ASSIGNMENT: Without skipping any entry, transcribe the data word for word.

EXERCISE MATERIALS:
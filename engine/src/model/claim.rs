use crate::entity::{merge_children, ChildEntity, ChildMerge, Entity};
use crate::normalize::ClaimStatus;
use crate::PlatformId;
use chrono::{DateTime, Utc};
use rust_decimal::Decimal;
use serde::{Deserialize, Serialize};

/// A return/claim opened against an order.
#[derive(Debug, Clone, PartialEq, Serialize, Deserialize)]
#[serde(rename_all = "camelCase")]
pub struct Claim {
    pub platform: PlatformId,
    pub claim_id: String,
    pub order_number: String,
    pub customer_name: String,
    pub order_date: Option<DateTime<Utc>>,
    pub claim_date: DateTime<Utc>,
    pub cargo_provider: Option<String>,
    pub cargo_tracking_number: Option<String>,
    pub line_groups: Vec<ClaimLineGroup>,
}

/// The claimed items of one order line.
#[derive(Debug, Clone, PartialEq, Serialize, Deserialize)]
#[serde(rename_all = "camelCase")]
pub struct ClaimLineGroup {
    pub order_line_id: String,
    pub product_name: String,
    pub barcode: Option<String>,
    pub merchant_sku: Option<String>,
    pub price: Decimal,
    pub items: Vec<ClaimItem>,
}

#[derive(Debug, Clone, PartialEq, Serialize, Deserialize)]
#[serde(rename_all = "camelCase")]
pub struct ClaimItem {
    pub claim_item_id: String,
    pub reason: Option<String>,
    pub status: ClaimStatus,
    pub customer_note: Option<String>,
    pub resolved: bool,
}

impl Claim {
    /// Total number of claim items over all line groups.
    pub fn item_count(&self) -> usize {
        self.line_groups.iter().map(|g| g.items.len()).sum()
    }
}

impl Entity for Claim {
    const COLLECTION: &'static str = "claims";

    fn platform(&self) -> &PlatformId {
        &self.platform
    }

    fn key_value(&self) -> String {
        self.claim_id.clone()
    }

    fn merge_from(&mut self, mut incoming: Self) -> ChildMerge {
        let groups = std::mem::take(&mut incoming.line_groups);
        let kept = std::mem::take(&mut self.line_groups);
        *self = incoming;
        self.line_groups = kept;
        merge_children(&mut self.line_groups, groups)
    }
}

impl ChildEntity for ClaimLineGroup {
    fn child_key(&self) -> String {
        self.order_line_id.clone()
    }

    fn merge_from(&mut self, mut incoming: Self) -> ChildMerge {
        let items = std::mem::take(&mut incoming.items);
        let kept = std::mem::take(&mut self.items);
        *self = incoming;
        self.items = kept;
        merge_children(&mut self.items, items)
    }
}

impl ChildEntity for ClaimItem {
    fn child_key(&self) -> String {
        self.claim_item_id.clone()
    }
}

TASK ANSWER:
filename engine/src/model/claim.rs
use crate::entity::{merge_children, ChildEntity, ChildMerge, Entity};
use crate::normalize::ClaimStatus;
use crate::PlatformId;
use chrono::{DateTime, Utc};
use rust_decimal::Decimal;
use serde::{Deserialize, Serialize};

/// A return/claim opened against an order.
#[derive(Debug, Clone, PartialEq, Serialize, Deserialize)]
#[serde(rename_all = "camelCase")]
pub struct Claim {
    pub platform: PlatformId,
    pub claim_id: String,
    pub order_number: String,
    pub customer_name: String,
    pub order_date: Option<DateTime<Utc>>,
    pub claim_date: DateTime<Utc>,
    pub cargo_provider: Option<String>,
    pub cargo_tracking_number: Option<String>,
    pub line_groups: Vec<ClaimLineGroup>,
}

/// The claimed items of one order line.
#[derive(Debug, Clone, PartialEq, Serialize, Deserialize)]
#[serde(rename_all = "camelCase")]
pub struct ClaimLineGroup {
    pub order_line_id: String,
    pub product_name: String,
    pub barcode: Option<String>,
    pub merchant_sku: Option<String>,
    pub price: Decimal,
    pub items: Vec<ClaimItem>,
}

#[derive(Debug, Clone, PartialEq, Serialize, Deserialize)]
#[serde(rename_all = "camelCase")]
pub struct ClaimItem {
    pub claim_item_id: String,
    pub reason: Option<String>,
    pub status: ClaimStatus,
    pub customer_note: Option<String>,
    pub resolved: bool,
}

impl Claim {
    /// Total number of claim items over all line groups.
    pub fn item_count(&self) -> usize {
        self.line_groups.iter().map(|g| g.items.len()).sum()
    }
}

impl Entity for Claim {
    const COLLECTION: &'static str = "claims";

    fn platform(&self) -> &PlatformId {
        &self.platform
    }

    fn key_value(&self) -> String {
        self.claim_id.clone()
    }

    fn merge_from(&mut self, mut incoming: Self) -> ChildMerge {
        let groups = std::mem::take(&mut incoming.line_groups);
        let kept = std::mem::take(&mut self.line_groups);
        *self = incoming;
        self.line_groups = kept;
        merge_children(&mut self.line_groups, groups)
    }
}

impl ChildEntity for ClaimLineGroup {
    fn child_key(&self) -> String {
        self.order_line_id.clone()
    }

    fn merge_from(&mut self, mut incoming: Self) -> ChildMerge {
        let items = std::mem::take(&mut incoming.items);
        let kept = std::mem::take(&mut self.items);
        *self = incoming;
        self.items = kept;
        merge_children(&mut self.items, items)
    }
}

impl ChildEntity for ClaimItem {
    fn child_key(&self) -> String {
        self.claim_item_id.clone()
    }
}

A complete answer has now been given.